=== Begin Enclosure ===

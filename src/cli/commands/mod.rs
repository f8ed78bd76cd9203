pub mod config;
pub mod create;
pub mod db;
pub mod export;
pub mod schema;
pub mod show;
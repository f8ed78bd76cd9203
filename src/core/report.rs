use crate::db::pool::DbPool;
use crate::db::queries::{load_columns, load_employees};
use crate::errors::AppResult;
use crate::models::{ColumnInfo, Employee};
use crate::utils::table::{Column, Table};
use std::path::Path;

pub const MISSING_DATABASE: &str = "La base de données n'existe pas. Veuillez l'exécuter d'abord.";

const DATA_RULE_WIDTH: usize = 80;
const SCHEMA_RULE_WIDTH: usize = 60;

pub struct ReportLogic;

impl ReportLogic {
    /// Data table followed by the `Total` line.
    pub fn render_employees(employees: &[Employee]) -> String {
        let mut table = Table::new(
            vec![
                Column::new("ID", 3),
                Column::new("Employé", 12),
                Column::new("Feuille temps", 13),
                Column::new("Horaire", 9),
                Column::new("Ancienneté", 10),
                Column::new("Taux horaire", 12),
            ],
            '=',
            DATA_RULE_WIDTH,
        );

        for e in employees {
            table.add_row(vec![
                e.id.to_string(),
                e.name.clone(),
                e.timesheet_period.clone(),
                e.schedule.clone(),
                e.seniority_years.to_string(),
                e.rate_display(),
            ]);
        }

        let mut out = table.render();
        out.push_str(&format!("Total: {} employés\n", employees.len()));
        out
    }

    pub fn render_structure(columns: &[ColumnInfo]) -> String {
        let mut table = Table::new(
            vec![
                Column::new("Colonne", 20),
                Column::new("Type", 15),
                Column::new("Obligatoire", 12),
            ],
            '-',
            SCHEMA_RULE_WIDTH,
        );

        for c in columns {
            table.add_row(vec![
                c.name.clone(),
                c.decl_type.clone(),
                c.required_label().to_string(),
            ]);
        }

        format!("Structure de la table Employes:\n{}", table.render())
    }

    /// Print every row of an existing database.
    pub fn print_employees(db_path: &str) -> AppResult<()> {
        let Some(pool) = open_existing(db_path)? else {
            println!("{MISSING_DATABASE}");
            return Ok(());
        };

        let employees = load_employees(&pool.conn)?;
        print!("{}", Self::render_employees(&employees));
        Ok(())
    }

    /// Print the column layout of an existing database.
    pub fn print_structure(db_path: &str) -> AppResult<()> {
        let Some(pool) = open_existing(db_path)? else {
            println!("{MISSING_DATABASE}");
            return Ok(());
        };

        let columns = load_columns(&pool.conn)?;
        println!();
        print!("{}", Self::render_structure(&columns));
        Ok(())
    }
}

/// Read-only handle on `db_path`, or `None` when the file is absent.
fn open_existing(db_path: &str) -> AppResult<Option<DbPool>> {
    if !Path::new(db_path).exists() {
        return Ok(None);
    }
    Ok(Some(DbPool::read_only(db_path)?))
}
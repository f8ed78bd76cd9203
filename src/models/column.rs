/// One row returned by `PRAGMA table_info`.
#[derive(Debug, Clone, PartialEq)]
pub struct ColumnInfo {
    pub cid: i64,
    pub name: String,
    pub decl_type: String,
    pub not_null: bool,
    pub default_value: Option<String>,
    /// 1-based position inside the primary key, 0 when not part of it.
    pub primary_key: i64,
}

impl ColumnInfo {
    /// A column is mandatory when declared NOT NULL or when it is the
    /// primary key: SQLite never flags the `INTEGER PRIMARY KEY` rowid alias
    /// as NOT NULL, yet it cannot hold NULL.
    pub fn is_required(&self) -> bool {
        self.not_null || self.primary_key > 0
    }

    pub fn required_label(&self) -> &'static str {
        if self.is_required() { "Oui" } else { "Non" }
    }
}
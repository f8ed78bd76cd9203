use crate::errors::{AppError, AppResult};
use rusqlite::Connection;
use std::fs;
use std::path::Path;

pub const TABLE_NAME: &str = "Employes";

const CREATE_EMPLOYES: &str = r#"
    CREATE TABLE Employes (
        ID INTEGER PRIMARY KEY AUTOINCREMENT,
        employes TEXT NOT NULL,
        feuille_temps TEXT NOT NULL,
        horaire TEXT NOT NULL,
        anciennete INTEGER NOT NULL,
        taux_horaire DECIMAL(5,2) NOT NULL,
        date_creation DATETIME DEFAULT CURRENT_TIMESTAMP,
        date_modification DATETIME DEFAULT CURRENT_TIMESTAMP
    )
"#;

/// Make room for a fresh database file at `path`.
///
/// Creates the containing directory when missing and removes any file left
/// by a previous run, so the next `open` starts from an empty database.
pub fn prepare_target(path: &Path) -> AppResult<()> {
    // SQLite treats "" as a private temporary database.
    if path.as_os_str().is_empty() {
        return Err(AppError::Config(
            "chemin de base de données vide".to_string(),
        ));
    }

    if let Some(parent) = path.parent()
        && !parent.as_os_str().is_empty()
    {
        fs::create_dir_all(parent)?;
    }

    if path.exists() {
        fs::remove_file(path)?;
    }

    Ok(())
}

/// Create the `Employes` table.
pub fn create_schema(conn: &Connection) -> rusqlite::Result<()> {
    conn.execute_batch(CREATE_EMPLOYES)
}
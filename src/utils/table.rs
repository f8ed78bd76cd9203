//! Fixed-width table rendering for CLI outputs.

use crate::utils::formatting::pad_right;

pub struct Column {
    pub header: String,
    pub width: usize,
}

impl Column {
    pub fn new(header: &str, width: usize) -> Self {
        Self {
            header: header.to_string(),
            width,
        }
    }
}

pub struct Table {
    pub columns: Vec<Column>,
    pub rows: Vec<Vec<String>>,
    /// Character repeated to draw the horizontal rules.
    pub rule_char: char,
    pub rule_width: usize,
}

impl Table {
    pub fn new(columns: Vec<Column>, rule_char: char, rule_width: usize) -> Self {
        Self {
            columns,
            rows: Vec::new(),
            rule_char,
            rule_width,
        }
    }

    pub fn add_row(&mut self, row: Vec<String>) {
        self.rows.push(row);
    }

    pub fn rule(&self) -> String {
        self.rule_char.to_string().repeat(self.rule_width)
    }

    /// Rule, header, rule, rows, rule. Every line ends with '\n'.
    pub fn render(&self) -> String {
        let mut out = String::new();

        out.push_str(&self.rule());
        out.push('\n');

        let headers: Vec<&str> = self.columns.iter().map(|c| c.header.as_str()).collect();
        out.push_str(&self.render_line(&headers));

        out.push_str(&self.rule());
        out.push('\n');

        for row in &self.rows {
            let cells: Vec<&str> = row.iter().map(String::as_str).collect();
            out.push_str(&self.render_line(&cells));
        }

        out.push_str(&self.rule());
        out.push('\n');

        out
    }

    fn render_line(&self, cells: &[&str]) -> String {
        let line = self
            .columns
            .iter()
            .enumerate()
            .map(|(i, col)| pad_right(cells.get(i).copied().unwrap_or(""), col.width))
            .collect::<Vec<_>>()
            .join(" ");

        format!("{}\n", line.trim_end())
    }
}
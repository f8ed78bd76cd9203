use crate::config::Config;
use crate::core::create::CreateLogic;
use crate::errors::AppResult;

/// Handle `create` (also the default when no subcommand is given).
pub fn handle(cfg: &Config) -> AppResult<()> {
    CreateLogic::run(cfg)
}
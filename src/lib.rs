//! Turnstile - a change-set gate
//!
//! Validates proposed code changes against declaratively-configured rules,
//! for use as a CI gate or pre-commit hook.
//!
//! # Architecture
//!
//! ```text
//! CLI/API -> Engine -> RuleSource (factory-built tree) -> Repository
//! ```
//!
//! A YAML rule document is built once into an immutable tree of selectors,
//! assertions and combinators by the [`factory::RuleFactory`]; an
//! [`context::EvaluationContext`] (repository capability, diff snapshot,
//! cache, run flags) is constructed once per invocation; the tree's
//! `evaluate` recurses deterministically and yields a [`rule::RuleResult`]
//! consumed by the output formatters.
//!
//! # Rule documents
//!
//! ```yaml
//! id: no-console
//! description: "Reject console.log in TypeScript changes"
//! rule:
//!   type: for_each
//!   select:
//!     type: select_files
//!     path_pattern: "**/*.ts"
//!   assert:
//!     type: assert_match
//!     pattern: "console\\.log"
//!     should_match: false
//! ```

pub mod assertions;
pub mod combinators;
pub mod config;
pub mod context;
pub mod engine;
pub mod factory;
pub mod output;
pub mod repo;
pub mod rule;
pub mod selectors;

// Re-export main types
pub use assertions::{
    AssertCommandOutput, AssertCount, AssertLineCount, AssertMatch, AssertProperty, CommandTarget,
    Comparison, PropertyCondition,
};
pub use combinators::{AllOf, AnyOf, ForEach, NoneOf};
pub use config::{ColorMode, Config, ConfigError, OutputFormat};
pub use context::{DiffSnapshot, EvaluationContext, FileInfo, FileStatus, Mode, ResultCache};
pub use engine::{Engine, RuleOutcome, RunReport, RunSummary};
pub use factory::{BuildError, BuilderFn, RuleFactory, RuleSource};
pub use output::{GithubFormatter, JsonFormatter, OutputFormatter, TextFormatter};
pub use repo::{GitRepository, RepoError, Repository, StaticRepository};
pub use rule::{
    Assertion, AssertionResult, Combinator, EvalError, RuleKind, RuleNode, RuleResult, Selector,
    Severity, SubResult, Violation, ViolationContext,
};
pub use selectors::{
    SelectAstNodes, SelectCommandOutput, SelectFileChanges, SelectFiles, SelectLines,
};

=== End Enclosure ===

In the listing above, count every line that holds "tree". Give only the number.

3